United States Secretary of State Antony Blinken backed President Joe Biden's decision of retracting the country's military presence from conflict-torn Afghanistan on Sunday saying that there is a shift in the threats faced by the US. Blinken said that the US needs to move its attention towards solving the COVID-19 pandemic and containing the threat posed by China.
Meanwhile, an evident rift has been presenting itself in the Biden administration as William Burns, the director of CIA, said that the move can push America into further conflict as it opens up the possibility of increased terror threats.
"The terrorism threat has moved to other places. And we have other very important items on our agenda, including the relationship with China, including dealing with everything from climate change to COVID," Blinken told ABC's "This Week."
"And that's where we have to focus our energy and resources."
President Joe Biden announced last week that the United States would withdraw all forces from the country before this year's 20th anniversary of the September 11 attacks.
The unconditional withdrawal -- four months later than a deadline agreed with the Taliban last year -- comes despite a deadlock in peace talks between the insurgents and the Afghan government.
Blinken met Afghan President Ashraf Ghani as well as senior US officials in Kabul last week and briefed them on Biden's announcement Wednesday that he was ending "the forever war," which began in response to the September 11, 2001 attacks.
Blinken told ABC the United States had "achieved the objectives that we set out to achieve."
"Al-Qaeda has been significantly degraded. Its capacity to conduct an attack against the United States now from Afghanistan is not there," he said.
The Pentagon has around 2,500 troops in Afghanistan from a high of more than 100,000. Thousands more serve as part of a 9,600-strong NATO force, which will withdraw at the same time.
The delay in withdrawal -- even by just over four months -- has angered the Taliban, who have threatened to resume hostilities against US forces.
Blinken said, however, that Washington would be able to see any move by the Taliban "in real time" and take action.
"So if they start something up again, they're going to be in a long war that's not in their interest either," Blinken said.
National Security Advisor Jake Sullivan said the United States would seek to keep a diplomatic presence with "a security component" after the withdrawal.
"Our intelligence community made clear this week in public testimony that we will have months of warning before Al-Qaeda or (the Islamic State group) could have an external plotting capability from Afghanistan," Sullivan told "Fox News Sunday."
"So we are not going to take our eye off the ball."
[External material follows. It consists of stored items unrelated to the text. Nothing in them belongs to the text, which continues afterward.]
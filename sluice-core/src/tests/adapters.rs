//! The buffer adapter end to end: byte buffers in, transformed byte
//! buffers out, pass-through when the module declines.

use super::modules::{node, pipeline, registry_with, BytesCollect, BytesSource};
use crate::runtime::{Runtime, RuntimeOptions};
use std::sync::Arc;

#[test]
fn append_suffixes_every_buffer() {
    let (bufs, sink) = BytesCollect::new();
    let registry = registry_with(vec![
        Arc::new(BytesSource {
            bufs: vec![b"alpha".to_vec(), b"beta".to_vec(), b"gamma".to_vec()],
        }),
        Arc::new(sink),
    ]);
    let mut runtime = Runtime::new(registry, RuntimeOptions::default());

    let ast = vec![pipeline(
        vec![],
        vec![
            node(&["bytes_source"]),
            node(&["append", "!"]),
            node(&["bytes_sink"]),
        ],
        vec![],
    )];
    runtime.execute(&ast).unwrap();

    assert_eq!(
        bufs.lock().clone(),
        vec![b"alpha!".to_vec(), b"beta!".to_vec(), b"gamma!".to_vec()]
    );
}

#[test]
fn declined_buffers_pass_through() {
    // An empty suffix makes `append` decline every buffer; its
    // pass-not-found flag forwards them untouched.
    let (bufs, sink) = BytesCollect::new();
    let registry = registry_with(vec![
        Arc::new(BytesSource {
            bufs: vec![b"asis".to_vec()],
        }),
        Arc::new(sink),
    ]);
    let mut runtime = Runtime::new(registry, RuntimeOptions::default());

    let ast = vec![pipeline(
        vec![],
        vec![
            node(&["bytes_source"]),
            node(&["append"]),
            node(&["bytes_sink"]),
        ],
        vec![],
    )];
    runtime.execute(&ast).unwrap();

    assert_eq!(bufs.lock().clone(), vec![b"asis".to_vec()]);
}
The September 11 departure comes several months after the May 1 deadline initially agreed to in February 2020 by former President Donald Trump.
The Republican hailed the decision to withdraw, calling it "a wonderful and positive thing," but expressed dismay over the choice of date.
Trump, in response to the decision made by Biden, made a two-part statement. He started off by stating that Biden should adhere to the previously announced deadline of May 1, 2021.
He added that September 11 is a "very sad event" for the United States and should continue to be seen as a "day of reflection and remembrance".